The bridge grew silent as everyone kept an eye on the display. The marauder had turned, ever so slightly, and would need time to get back on the right tack or it might turn around. William saw no reason to speak to the rest of the crew yet, not until he knew if the Hun marauder was in p
ursuit.
He ran through the diagnostics. They were banged up, but nothing critical yet. Not that they could do much, anyway.
Then it appeared. William crouched forward and smiled an animal smile. The Hun marauder was back, far behind, where the corvette should have come in. The distance was too far to get a good visual on the prow. It held in position for a few moments before the velocity began to rise. William kept his eye on the acceleration.

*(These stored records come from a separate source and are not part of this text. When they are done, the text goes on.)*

use chrono::{DateTime, Utc};
use serde::Serialize;

pub const ROLE_ADMIN: &str = "Admin";
pub const ROLE_USER: &str = "User";

/// A registered account. The password hash never leaves the auth layer.
#[derive(Debug, Clone)]
pub struct User {
    pub id: String,
    pub username: String,
    pub password_hash: String,
    pub role: String,
    pub can_view_documents: bool,
    pub can_upload_documents: bool,
}

impl User {
    pub fn is_admin(&self) -> bool {
        self.role == ROLE_ADMIN
    }
}

/// Admin-facing view of a user, without credentials.
#[derive(Debug, Clone, Serialize)]
#[serde(rename_all = "camelCase")]
pub struct UserDto {
    pub id: String,
    pub username: String,
    pub role: String,
    pub can_view_documents: bool,
    pub can_upload_documents: bool,
}

impl From<User> for UserDto {
    fn from(user: User) -> Self {
        Self {
            id: user.id,
            username: user.username,
            role: user.role,
            can_view_documents: user.can_view_documents,
            can_upload_documents: user.can_upload_documents,
        }
    }
}

/// Listing view of a stored document. Raw text and the embedding stay server-side.
#[derive(Debug, Clone, Serialize)]
#[serde(rename_all = "camelCase")]
pub struct DocumentSummary {
    pub id: i64,
    pub file_name: String,
    pub uploaded_at: DateTime<Utc>,
}

/// A document that already has its vector computed, loaded for ranking.
#[derive(Debug, Clone)]
pub struct EmbeddedDocument {
    pub id: i64,
    pub file_name: String,
    pub raw_text: String,
    pub embedding: Vec<f32>,
}

/// One question/answer exchange. Never mutated after insertion.
#[derive(Debug, Clone, Serialize)]
#[serde(rename_all = "camelCase")]
pub struct ChatEntry {
    pub id: i64,
    pub user_id: String,
    pub question: String,
    pub answer: String,
    pub source_document: String,
    pub timestamp: DateTime<Utc>,
}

The marauder accelerated again up to 4Gs.
CHAPTER SEVENTEEN
Beyond
William sat on the edge of a rimmed white table. Eyes rose from the seats as everyone waited for him to speak. Bowls were scattered everywhere as the survivors indulged in whatever they wanted. The world of privation had ended.
“They hit us hard. The only thing that kept us alive was one of the orbital batteries slamming them. It knocked out half of their missile batteries.” William shifted and looked into the tired eyes of those around him. Did they really trust him to get them out of this? The thought still surprised him. “We’ve got an advantage: we jump farther. But they are faster, much faster, in the peaks. We’re going to make the next jump before they do, but the jump after that is a lot longer and they might catch us before we can jump again.”
“So, uh, Mr. Grace,” Avi said, standing. “What can we do?”
William looked around at the faces around him. They were gaunt, wounded, tired, but still eager. They were dirty, black earlobes, gray cheeks, cut, burned and bruised. If he felt this lousy, he was sure everyone else did. The last thing he would want to do is sit and wait, so why would they?
“Crack open every single box, container, and locker. Find something we can use, anything, I’m open to ideas,” William said.
They nodded and the mood changed from a complacency of a passenger to the professionalism of a crew with a mission.